MONTICELLO, NY — In its first four years, the new Sullivan County Legislature developed a reputation for non-partisanship and open debate. Maybe it was just inexperience.

Entering the last year of its second four-year term, that reputation pretty much reversed itself and it will be surprising if the coming year, leading to the panel’s third quadrennial elections, does not show more of the same.

After seven years in the back seat, a brand new, and now overwhelming, seven-to-two Republican majority is likely to flex its muscles, as it did in last-minute trimming of positions before the 2003 budget was approved.

As with all governments, the maintenance and growth of revenues will be a central feature in 2003. After years of running on a zero-growth policy for new taxes and seeing the slow depletion of surpluses, Sullivan has turned to a growing retail sector and pinned its budget needs on the institution of a .75 percent increase in sales tax.

While business operators, many already facing cheaper competition across state lines, complained, legislators said the only alternative was a property tax increase, which no one wanted to support.

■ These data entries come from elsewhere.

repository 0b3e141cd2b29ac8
use userbase::settings::*;

fn main() -> anyhow::Result<()> {
    // $ cargo run --bin settings_demo -- --settings=settings/release.toml
    let cli = Cli::parse();
    let project_settings = parse_settings(cli.settings.as_deref())?;
    println!("Loaded settings: {:?}", project_settings);

    let tls = project_settings.http.tls_paths()?;
    println!("TLS: {:?}", tls);

    let is_err = parse_settings(Some("")).is_err();
    println!("Error on invalid path: {:?}", is_err);

    Ok(())
}
use userbase::logger::*;

fn main() -> anyhow::Result<()> {
    let logger = Logger::try_bootstrap()?;
    debug!("bootstrap debug log, hidden");
    info!("bootstrap info log");

    let config = LogConfig {
        filter: "debug".to_string(),
    };
    logger.reload_from_config(&config)?;
    debug!("application debug log");

    let bad = LogConfig {
        filter: "userbase=loud".to_string(),
    };
    if let Err(e) = logger.reload_from_config(&bad) {
        warn!("rejected filter: {}", e);
    }

    Ok(())
}
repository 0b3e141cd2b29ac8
mod user_service;

pub use user_service::*;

The county has few alternatives for other revenues. Controversial imported trash contracts at the soon-to-be-expanded Monticello landfill bring in some $4.7 million annually, but the landfill revenues are not new money.

New sales tax revenues must be related to high volume sales at WalMart and a new Home Depot, which is expected to open this spring. Should economic conditions dampen those sales, the county could go shopping elsewhere for revenues.

Last August, Calpine, harried by a relatively small and vocal opposition group in Monticello, withdrew plans for a $700 million gas turbine power plant near the landfill. While the Village of Monticello and Thompson Supervisor Tony Cellini opposed the plan, the county legislature had passed a resolution allowing the county manager to negotiate with Calpine after it had completed the regulatory permit applications. The plant would be a property tax bonanza.

In November, Calpine put out feelers in the press that it remains interested in Sullivan County, if a site can be found.

Finding such a site could become an issue in the preparation of a new comprehensive plan, which the county will undertake this year.